А было это так… Из дневника члена Политбюро ЦК КПСС — страница 54 из 141

Медведев: «Восприятие происходящего в стране и его отражение в прессе не может быть однозначным. Это естественно, так же как и стремление обсудить, поспорить. Это и есть социалистический плюрализм мнений. К этому надо привыкать и способствовать тому, чтобы он приводил к желаемым результатам. Но вести дело правдиво, честно, искренне, без злорадства и передергивания. В статье не нашлось ни одного слова о перестройке по существу. Просматривается негативное отношение к ней. Она отражает позицию догматических, консервативных сил. Нужно дать аргументированный ответ в печати».

Щербицкий. В основном поддержал оценки. Обратил внимание на необъективные, непроверенные выступления печати, привел ряд примеров.

Соломенцев. Стал пространно рассуждать о серьезных недостатках в идеологической сфере (спектакли, кино, эстрада, бульварная пресса), в нравственно-этическом плане. «Они развращают молодежь, пропагандируют низменные инстинкты. Теперь о статье. Что же можно сказать…» Тут Горбачев резко перебил его: «Дело не в статье. Дело в том, что ее представляют как эталон, рекомендуют изучать, перепечатать! Вот в чем суть, вот что встревожило нас! А вы все – статья, статья…» Соломенцев не стал продолжать и сел.

Долгих: «Все мы за перестройку – альтернативы нет. Но дискуссии – это ведь неизбежно, от этого не уйти. Сегодняшнее обсуждение – в русле такой политики. Должна быть культура дискуссии. Демократия, коллегиальность начинаются с Политбюро. У нас именно „новое единство“. Гласность и демократия неотделимы от наших целей и задач, но не беспредельны».

Никонов: «Короткий разговор, две-три минуты, о статье был перед Секретариатом 15 марта. Что статья необычная, что следует вчитаться. Никакого обсуждения на Секретариате, поручений и т. п. не было.
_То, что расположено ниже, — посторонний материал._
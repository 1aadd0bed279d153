//! 分块模型
//!
//! 一个分块对应任务文件的一段连续字节区间，独立下载到各自的溢写文件。
//! 任务初始化后，分块区间两两不相交且并集恰好覆盖 `[0, length-1]`；
//! 运行中的拆分只会把一个区间一分为二，不破坏该不变式。

use crate::model::task::TaskId;

/// 分块 ID 类型
///
/// 由任务存储在插入时分配，全局稳定
pub type ChunkId = u64;

/// 一个分块：任务文件的闭区间 `[begin, end]` 或整个文件
#[derive(Debug, Clone)]
pub struct Chunk {
    id: ChunkId,
    task_id: TaskId,
    /// 闭区间 `[begin, end]`；`None` 表示"整个文件"（不可续传任务）
    range: Option<(u64, u64)>,
    /// 已下载并持久化的字节数，恢复下载的断点依据
    downloaded: u64,
    /// 对有界分块恒等于 `downloaded == 区间长度`；
    /// 对整文件分块由 worker 在 EOF 时置位
    finished: bool,
}

impl Chunk {
    /// 创建新分块
    ///
    /// ID 在插入任务存储时分配
    pub fn new(task_id: TaskId, range: Option<(u64, u64)>) -> Self {
        Self {
            id: 0,
            task_id,
            range,
            downloaded: 0,
            finished: false,
        }
    }

    #[inline]
    pub fn id(&self) -> ChunkId {
        self.id
    }

    #[inline]
    pub fn task_id(&self) -> TaskId {
        self.task_id
    }

    #[inline]
    pub fn range(&self) -> Option<(u64, u64)> {
        self.range
    }

    #[inline]
    pub fn downloaded(&self) -> u64 {
        self.downloaded
    }

    /// 是否为"整个文件"分块
    #[inline]
    pub fn is_whole_file(&self) -> bool {
        self.range.is_none()
    }

    /// 区间长度；整文件分块长度未知
    #[inline]
    pub fn len(&self) -> Option<u64> {
        self.range.map(|(begin, end)| end - begin + 1)
    }

    /// 剩余字节数；整文件分块未知
    #[inline]
    pub fn remaining(&self) -> Option<u64> {
        self.len().map(|len| len.saturating_sub(self.downloaded))
    }

    #[inline]
    pub fn is_finished(&self) -> bool {
        self.finished
    }

    /// 分配稳定 ID，由任务存储实现在插入时调用
    pub fn assign_id(&mut self, id: ChunkId) {
        self.id = id;
    }

    /// 累加已下载字节数并同步 finished 标志，由任务存储实现调用
    pub fn add_downloaded(&mut self, bytes: u64) {
        self.downloaded += bytes;
        if let Some(len) = self.len() {
            self.finished = self.downloaded >= len;
        }
    }

    /// 收窄区间终点（拆分），由任务存储实现调用
    pub fn set_end(&mut self, end: u64) {
        if let Some((begin, _)) = self.range {
            self.range = Some((begin, end));
            self.finished = self.downloaded >= end - begin + 1;
        }
    }

    /// 整文件分块在 EOF 时置位，由任务存储实现调用
    pub fn mark_finished(&mut self) {
        self.finished = true;
    }
}

#[cfg(test)]
mod tests {
    use super::*;

    #[test]
    fn test_ranged_chunk() {
        let mut chunk = Chunk::new(1, Some((0, 99)));
        assert_eq!(chunk.len(), Some(100));
        assert_eq!(chunk.remaining(), Some(100));
        assert!(!chunk.is_finished());

        chunk.add_downloaded(40);
        assert_eq!(chunk.remaining(), Some(60));
        assert!(!chunk.is_finished());

        chunk.add_downloaded(60);
        assert_eq!(chunk.remaining(), Some(0));
        assert!(chunk.is_finished());
    }

    #[test]
    fn test_whole_file_chunk() {
        let mut chunk = Chunk::new(1, None);
        assert!(chunk.is_whole_file());
        assert_eq!(chunk.len(), None);

        chunk.add_downloaded(1234);
        assert!(!chunk.is_finished());

        chunk.mark_finished();
        assert!(chunk.is_finished());
    }

    #[test]
    fn test_set_end_narrows_range() {
        let mut chunk = Chunk::new(1, Some((0, 999)));
        chunk.add_downloaded(100);
        chunk.set_end(499);
        assert_eq!(chunk.range(), Some((0, 499)));
        assert_eq!(chunk.remaining(), Some(400));
        assert!(!chunk.is_finished());

        // 收窄到恰好等于已下载量时立即视为完成
        chunk.set_end(99);
        assert!(chunk.is_finished());
    }
}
Но ведь сколько негативных материалов другого плана в печати, оплевывается все святое, и молчим. Надо принципиально разобраться со всем, что мешает перестройке».

Шеварднадзе: «Статья примитивная. Но если это социальный заказ – вот что опасно. Обстановка осложнилась в социалистических странах, в рабочем и коммунистическом движении. На них отражается и то, какова ситуация у нас в стране. Нам надо помнить всегда, у руля чего мы стоим. Всегда помнить». Затем он повторил высказывание Рыжкова о недопустимости параллелизма в руководстве, в кадрах ЦК. «То же в Верховном Совете – комиссии возглавляют секретари ЦК. Надо упорядочить».
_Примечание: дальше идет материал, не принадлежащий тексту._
//! # downpour: 并发、可断点续传的多连接下载引擎
//!
//! 基于 tokio 和 channel 的异步多任务下载库
//!
//! ## 特性
//!
//! - 多任务并发下载，全局 worker 预算统一调度
//! - 单文件分块下载（支持 HTTP Range 请求），分块并行写入独立溢写文件
//! - **动态拆分机制**：运行中的分块按剩余字节数从大到小拆分，榨干连接预算
//! - 暂停 / 恢复：分块进度持久化在任务存储中，恢复时从断点续传
//! - 单任务 Moderator 调度循环，全部调度决策串行化，无锁管理 worker 注册表
//! - 聚合下载速度实时测量
//! - 事件监听器分发（任务添加 / 状态变化 / 完成 / 失败）
//! - 使用 `log` crate 进行日志记录
//!
//! ## 示例
//!
//! ```no_run
//! use std::sync::Arc;
//! use std::time::Duration;
//! use downpour::io::{ReqwestHttpClient, TokioFileManager};
//! use downpour::manager::{MemoryTaskManager, TaskManager};
//! use downpour::{DownloaderConfig, FileDownloader, Task, TaskState};
//!
//! #[tokio::main]
//! async fn main() -> Result<(), downpour::DownloaderError> {
//!     let downloader = FileDownloader::new(
//!         DownloaderConfig::default(),
//!         Arc::new(ReqwestHttpClient::new()),
//!         Arc::new(TokioFileManager::new()),
//!         Arc::new(MemoryTaskManager::new()),
//!     );
//!
//!     let task = downloader.add_task(
//!         Task::builder("https://example.com/large_file.zip", "large_file.zip")
//!             .max_chunks(8)
//!             .max_parallel_connections(4)
//!             .build(),
//!     )?;
//!     downloader.set_max_workers(8);
//!     downloader.start();
//!
//!     // 轮询任务状态直到终结
//!     let tasks = downloader.task_manager().ok_or(downpour::DownloaderError::Released)?;
//!     loop {
//!         match tasks.find_task(task.id()).map(|t| t.state()) {
//!             Some(TaskState::Finished) | Some(TaskState::Failed) | None => break,
//!             _ => tokio::time::sleep(Duration::from_millis(200)).await,
//!         }
//!     }
//!
//!     downloader.release().await;
//!     Ok(())
//! }
//! ```

pub mod config;
pub mod events;
pub mod io;
pub mod manager;
pub mod model;
pub mod speed;

mod moderator;
mod worker;

// 重新导出核心类型
pub use config::{DownloaderConfig, DownloaderConfigBuilder};
pub use events::{EventExecutor, EventListener, InlineExecutor, TokioExecutor};
pub use model::chunk::{Chunk, ChunkId};
pub use model::task::{Task, TaskBuilder, TaskId, TaskState};
pub use moderator::FileDownloader;
pub use speed::SpeedMeter;

/// 下载器公共 API 错误类型
///
/// worker 内部的 HTTP / IO 失败不会出现在这里：它们被转化为任务状态
/// 迁移（任务进入 `Failed` 并携带原因字符串）。
#[derive(thiserror::Error, Debug)]
pub enum DownloaderError {
    /// 指定 ID 的任务不存在
    #[error("任务不存在: task-{0}")]
    TaskNotFound(TaskId),

    /// 下载器已经 release，外部协作者均已释放
    #[error("下载器已释放")]
    Released,
}

/// 下载器结果类型
pub type Result<T> = std::result::Result<T, DownloaderError>;
//! 下载器配置模块
//!
//! 提供调度引擎的配置选项，包括分块下限、全局 worker 预算和测速窗口

use std::time::Duration;

/// 默认最小分块长度：1 MiB
///
/// 任务初始化与运行中拆分都不会产生比这更小的分块
pub const DEFAULT_MIN_CHUNK_LENGTH: u64 = 1024 * 1024;

/// 默认全局 worker 预算
pub const DEFAULT_MAX_WORKERS: usize = 4;

/// 默认测速窗口
pub const DEFAULT_SPEED_WINDOW: Duration = Duration::from_secs(3);

/// 下载器配置
///
/// 控制 Moderator 的分块策略、初始 worker 预算和速度计的滑动窗口。
/// worker 预算在运行期间可以通过 `FileDownloader::set_max_workers` 调整，
/// 这里只是初始值。
#[derive(Debug, Clone)]
pub struct DownloaderConfig {
    /// 最小分块长度（bytes）
    ///
    /// 初始化时按此值决定分块数量；运行中剩余字节不足
    /// `2 * min_chunk_length` 的分块不再拆分
    pub(crate) min_chunk_length: u64,

    /// 初始全局 worker 预算（分块 worker 与合并 worker 共用）
    pub(crate) max_workers: usize,

    /// 速度计滑动窗口
    pub(crate) speed_window: Duration,
}

impl DownloaderConfig {
    /// 创建配置构建器
    ///
    /// # Example
    ///
    /// ```
    /// # use downpour::DownloaderConfig;
    /// let config = DownloaderConfig::builder()
    ///     .min_chunk_length(2 * 1024 * 1024)
    ///     .max_workers(8)
    ///     .build();
    /// ```
    pub fn builder() -> DownloaderConfigBuilder {
        DownloaderConfigBuilder::new()
    }

    /// 获取最小分块长度
    pub fn min_chunk_length(&self) -> u64 {
        self.min_chunk_length
    }

    /// 获取初始全局 worker 预算
    pub fn max_workers(&self) -> usize {
        self.max_workers
    }

    /// 获取测速窗口
    pub fn speed_window(&self) -> Duration {
        self.speed_window
    }
}

impl Default for DownloaderConfig {
    /// 创建默认配置
    ///
    /// - 最小分块: 1 MiB
    /// - worker 预算: 4
    /// - 测速窗口: 3 s
    fn default() -> Self {
        Self {
            min_chunk_length: DEFAULT_MIN_CHUNK_LENGTH,
            max_workers: DEFAULT_MAX_WORKERS,
            speed_window: DEFAULT_SPEED_WINDOW,
        }
    }
}

/// 下载器配置构建器
///
/// 使用 Builder 模式创建 `DownloaderConfig`
#[derive(Debug, Clone)]
pub struct DownloaderConfigBuilder {
    min_chunk_length: u64,
    max_workers: usize,
    speed_window: Duration,
}

impl DownloaderConfigBuilder {
    /// 创建新的配置构建器（使用默认值）
    pub fn new() -> Self {
        Self {
            min_chunk_length: DEFAULT_MIN_CHUNK_LENGTH,
            max_workers: DEFAULT_MAX_WORKERS,
            speed_window: DEFAULT_SPEED_WINDOW,
        }
    }

    /// 设置最小分块长度（必须 > 0）
    pub fn min_chunk_length(mut self, length: u64) -> Self {
        self.min_chunk_length = length.max(1);
        self
    }

    /// 设置初始全局 worker 预算
    ///
    /// 允许为 0：此时任何任务都不会被调度，直到调用
    /// `FileDownloader::set_max_workers` 提高预算
    pub fn max_workers(mut self, count: usize) -> Self {
        self.max_workers = count;
        self
    }

    /// 设置测速窗口
    pub fn speed_window(mut self, window: Duration) -> Self {
        self.speed_window = window;
        self
    }

    /// 构建配置
    pub fn build(self) -> DownloaderConfig {
        DownloaderConfig {
            min_chunk_length: self.min_chunk_length,
            max_workers: self.max_workers,
            speed_window: self.speed_window,
        }
    }
}

impl Default for DownloaderConfigBuilder {
    fn default() -> Self {
        Self::new()
    }
}

#[cfg(test)]
mod tests {
    use super::*;

    #[test]
    fn test_default_config() {
        let config = DownloaderConfig::default();
        assert_eq!(config.min_chunk_length(), DEFAULT_MIN_CHUNK_LENGTH);
        assert_eq!(config.max_workers(), DEFAULT_MAX_WORKERS);
        assert_eq!(config.speed_window(), DEFAULT_SPEED_WINDOW);
    }

    #[test]
    fn test_builder_custom() {
        let config = DownloaderConfig::builder()
            .min_chunk_length(512 * 1024)
            .max_workers(16)
            .speed_window(Duration::from_secs(1))
            .build();
        assert_eq!(config.min_chunk_length(), 512 * 1024);
        assert_eq!(config.max_workers(), 16);
        assert_eq!(config.speed_window(), Duration::from_secs(1));
    }

    #[test]
    fn test_builder_zero_workers_allowed() {
        // 预算为 0 是合法配置，任务会停在 Waiting
        let config = DownloaderConfig::builder().max_workers(0).build();
        assert_eq!(config.max_workers(), 0);
    }

    #[test]
    fn test_builder_min_chunk_length_floor() {
        // 分块下限至少为 1
        let config = DownloaderConfig::builder().min_chunk_length(0).build();
        assert_eq!(config.min_chunk_length(), 1);
    }
}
В общем, выступили все члены Политбюро, секретари ЦК.

Лигачев на этот раз не проронил ни слова.

Горбачев: «Я высоко ценю сегодняшний разговор. Все выступления проникнуты заботой о судьбе перестройки, хотя не все сказанное бесспорно. В главном, в основном – единство. Что хочу отметить. Мне, как Генсеку, надо быть ближе к аппарату ЦК, к Секретариату ЦК. Необходимо самокритично сказать. Надо, видимо, бывать и проводить заседания Секретариата.

О статье. Сама по себе она могла быть. Но как она появилась? Ведь это попытка подправить Генсека и решения февральского Пленума. Кто здесь инициатор? Или редактор, или кто-то его вдохновляющий. Автор не способен ее написать. Я уверен. (Вот так считал Горбачев.) Нужен ответ в „Правде“. Все, что сегодня сказано, надо связать со всем контекстом, не обелять культ личности. Сказать шире о теории, психологии и т. п., то есть о концепции. Выходит, что все было хорошо, нужна ли была перестройка. Не слишком ли далеко ушли мы в демократии и гласности. Вот о чем речь в статье. Отступление от линии перестройки – самое большое предательство. Так стоит вопрос. Великое счастье, что мы участвуем в ней.

Как решить задачи перестройки? Ведь были и раньше попытки. Почему не реализованы? Потому что не был включен народ, а это возможно через демократию и гласность, через нравственную атмосферу, поставив в центр человека. Кого мы боимся? Своего народа! Не верим в его опыт и ответственность?! Даже в событиях в НКАО никто не выступает против перестройки, против социализма. Хорошо, что идет дискуссия. Именно этим мы привлекаем на свою сторону людей. Но наши кадры во многом не умеют решать вопросы по-новому. Главная задача для нас – овладеть политическими методами руководства. Это дело всей партии. (Реплика в мою сторону: „Виталий Иванович, мы тебя освободим от озабоченности!“) О статье в „Правде“ – надо ее серьезно подготовить».

Так завершился этот принципиальный разговор. Подтекстов много. Они потом проявились явственнее. Произошли и организационные выводы, перемещения.

31 марта. Политбюро.

Об итогах визита Шеварднадзе в США, беседы с Рейганом и Шульцем.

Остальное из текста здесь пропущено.